O Ministro da Ciência e Tecnologia, Roberto Amaral, cobrou a participação mais efetiva do setor privado no financiamento de pesquisas nacionais. Embora requisite maior colaboração na área científica, ele descarta qualquer hipótese de criação de incentivos. Sejam fiscais, seja de proteção do mercado. "Esses recursos são modelos do passado, que apenas favorecem a criação de cartéis", disse. Para ele, a possibilidade de as empresas aumentarem os lucros com a ampliação de descobertas já é suficiente."A produção científica é essencial para a redistribuição de renda, para a criação de empregos", disse o ministro, durante a cerimônia de posse do novo presidente do CNPq, Erney de Camargo.
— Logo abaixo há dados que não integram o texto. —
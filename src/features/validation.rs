//! Field rules for the contact forms.

use once_cell::sync::Lazy;
use regex::Regex;

use crate::config::Strings;

static NAME: Lazy<Regex> =
    Lazy::new(|| Regex::new(r"^[\p{L}\s\-']{2,50}$").expect("valid name pattern"));
static EMAIL: Lazy<Regex> =
    Lazy::new(|| Regex::new(r"^[^\s@]+@[^\s@]+\.[^\s@]+$").expect("valid email pattern"));
static PHONE: Lazy<Regex> =
    Lazy::new(|| Regex::new(r"^[\d\s+()\-]{10,20}$").expect("valid phone pattern"));
static MESSAGE: Lazy<Regex> =
    Lazy::new(|| Regex::new(r"(?s)^.{10,}$").expect("valid message pattern"));

/// What a form control looked like when it was validated.
#[derive(Debug, Clone, Default, PartialEq, Eq)]
pub struct FieldSnapshot {
    /// `name` attribute, falling back to `id`.
    pub key: String,
    pub value: String,
    pub required: bool,
    pub is_checkbox: bool,
    pub checked: bool,
}

#[derive(Debug, Clone, Copy, PartialEq, Eq)]
pub enum Violation {
    Required,
    FirstName,
    LastName,
    Email,
    Phone,
    MessageTooShort,
    PrivacyConsent,
}

impl Violation {
    pub fn message(self, strings: &Strings) -> &str {
        match self {
            Violation::Required => &strings.required,
            Violation::FirstName => &strings.first_name_invalid,
            Violation::LastName => &strings.last_name_invalid,
            Violation::Email => &strings.email_invalid,
            Violation::Phone => &strings.phone_invalid,
            Violation::MessageTooShort => &strings.message_too_short,
            Violation::PrivacyConsent => &strings.privacy_required,
        }
    }
}

fn pattern_violation(key: &str, value: &str) -> Option<Violation> {
    let (pattern, violation) = match key {
        "firstName" => (&*NAME, Violation::FirstName),
        "lastName" => (&*NAME, Violation::LastName),
        "email" => (&*EMAIL, Violation::Email),
        "phone" => (&*PHONE, Violation::Phone),
        "message" => (&*MESSAGE, Violation::MessageTooShort),
        _ => return None,
    };
    (!pattern.is_match(value)).then_some(violation)
}

/// Checks one field. An unchecked required checkbox outranks any pattern failure.
pub fn check(field: &FieldSnapshot) -> Option<Violation> {
    let value = field.value.trim();

    if field.required && value.is_empty() {
        return Some(Violation::Required);
    }

    let mut violation = if value.is_empty() {
        None
    } else {
        pattern_violation(&field.key, value)
    };

    if field.is_checkbox && field.required && !field.checked {
        violation = Some(Violation::PrivacyConsent);
    }

    violation
}

/// Per-field state. Only fields already shown as invalid are re-checked while typing.
#[derive(Debug, Clone, Copy, PartialEq, Eq, Default)]
pub enum FieldState {
    #[default]
    Untouched,
    Valid,
    Invalid,
}

impl FieldState {
    pub fn after(result: Option<Violation>) -> Self {
        match result {
            Some(_) => FieldState::Invalid,
            None => FieldState::Valid,
        }
    }

    pub fn revalidates_on_input(self) -> bool {
        self == FieldState::Invalid
    }
}

#[cfg(test)]
mod tests {
    use super::*;
    use proptest::prelude::*;

    fn field(key: &str, value: &str) -> FieldSnapshot {
        FieldSnapshot {
            key: key.to_string(),
            value: value.to_string(),
            ..FieldSnapshot::default()
        }
    }

    #[test]
    fn name_length_bounds() {
        assert_eq!(check(&field("firstName", "A")), Some(Violation::FirstName));
        assert_eq!(check(&field("lastName", &"a".repeat(51))), Some(Violation::LastName));
        assert_eq!(check(&field("firstName", "Jo")), None);
        assert_eq!(check(&field("lastName", &"b".repeat(50))), None);
    }

    #[test]
    fn names_allow_unicode_letters_hyphens_apostrophes() {
        assert_eq!(check(&field("lastName", "Müller-Lüdenscheidt")), None);
        assert_eq!(check(&field("lastName", "O'Brien")), None);
        assert_eq!(check(&field("firstName", "Anna Lena")), None);
        assert_eq!(check(&field("firstName", "R2D2")), Some(Violation::FirstName));
    }

    #[test]
    fn email_shape() {
        assert_eq!(check(&field("email", "a@b.c")), None);
        assert_eq!(check(&field("email", "abc")), Some(Violation::Email));
        assert_eq!(check(&field("email", "a b@c.de")), Some(Violation::Email));
        assert_eq!(check(&field("email", "a@bde")), Some(Violation::Email));
    }

    #[test]
    fn phone_digits_and_punctuation() {
        assert_eq!(check(&field("phone", "+49 (30) 123-4567")), None);
        assert_eq!(check(&field("phone", "12345")), Some(Violation::Phone));
        assert_eq!(check(&field("phone", "0301234567x")), Some(Violation::Phone));
    }

    #[test]
    fn message_needs_ten_characters() {
        assert_eq!(check(&field("message", "0123456789")), None);
        assert_eq!(check(&field("message", "012345678")), Some(Violation::MessageTooShort));
        assert_eq!(check(&field("message", "  012345678  ")), Some(Violation::MessageTooShort));
        assert_eq!(check(&field("message", "Hallo\nWelt!")), None);
    }

    #[test]
    fn required_empty_wins() {
        let mut f = field("email", "   ");
        f.required = true;
        assert_eq!(check(&f), Some(Violation::Required));
    }

    #[test]
    fn optional_empty_passes() {
        assert_eq!(check(&field("phone", "")), None);
    }

    #[test]
    fn required_checkbox_must_be_checked() {
        let mut consent = FieldSnapshot {
            key: "privacy".to_string(),
            value: "on".to_string(),
            required: true,
            is_checkbox: true,
            checked: false,
        };
        assert_eq!(check(&consent), Some(Violation::PrivacyConsent));
        consent.checked = true;
        assert_eq!(check(&consent), None);
    }

    #[test]
    fn messages_resolve_from_strings() {
        let strings = Strings::default();
        assert_eq!(
            Violation::Email.message(&strings),
            "Bitte geben Sie eine gültige E-Mail-Adresse ein."
        );
        assert_eq!(Violation::Required.message(&strings), "Dieses Feld ist erforderlich.");
    }

    #[test]
    fn only_invalid_fields_recheck_while_typing() {
        assert!(!FieldState::Untouched.revalidates_on_input());
        assert!(!FieldState::Valid.revalidates_on_input());
        assert!(FieldState::Invalid.revalidates_on_input());
        assert_eq!(FieldState::after(Some(Violation::Phone)), FieldState::Invalid);
        assert_eq!(FieldState::after(None), FieldState::Valid);
    }

    proptest! {
        #[test]
        fn any_letter_name_within_bounds_passes(
            name in "[a-zA-ZäöüÄÖÜß][a-zA-ZäöüÄÖÜß '-]{0,48}[a-zA-ZäöüÄÖÜß]"
        ) {
            prop_assert_eq!(check(&field("firstName", &name)), None);
        }

        #[test]
        fn overlong_names_fail(name in "[a-zA-Z]{51,80}") {
            prop_assert_eq!(check(&field("lastName", &name)), Some(Violation::LastName));
        }
    }
}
Amaral afirma os sistemas de financiamento público arcam com 80% da produção científica.Em vez da criação de incentivos, o ministério estuda a criação de uma rede nacional, que vai integrar centros de pesquisa, empresas, representantes de estados e da União. A rede faria uma ponte entre empresas e centros de pesquisa com o objetivo de substituir produtos importados por nacionais.O trabalho da rede se inspira na experiência da Redepetro, uma instituição criada em dezembro de 1999, no Rio Grande do Sul. O projeto hoje faz a ligação entre 127 empresas das áreas de petróleo, gás, energia e mineração, com 91 laboratórios. "A idéia é substituir a exportação de commodities por produtos com valor agregado", afirmou o ministro.A proposta é considerada boa pelo presidente da Forum Nacional das Fundações Estaduais de Amparo à Pesquisa, Francisco Romeu Landi. Ele acrescenta, porém, que o governo precisa adotar medidas que tornem as empresas mais sólidas. "Cabe ao governo reorganizar o mercado, criar programas para exportação, para controle de qualidade, para melhorar a produtividade", disse.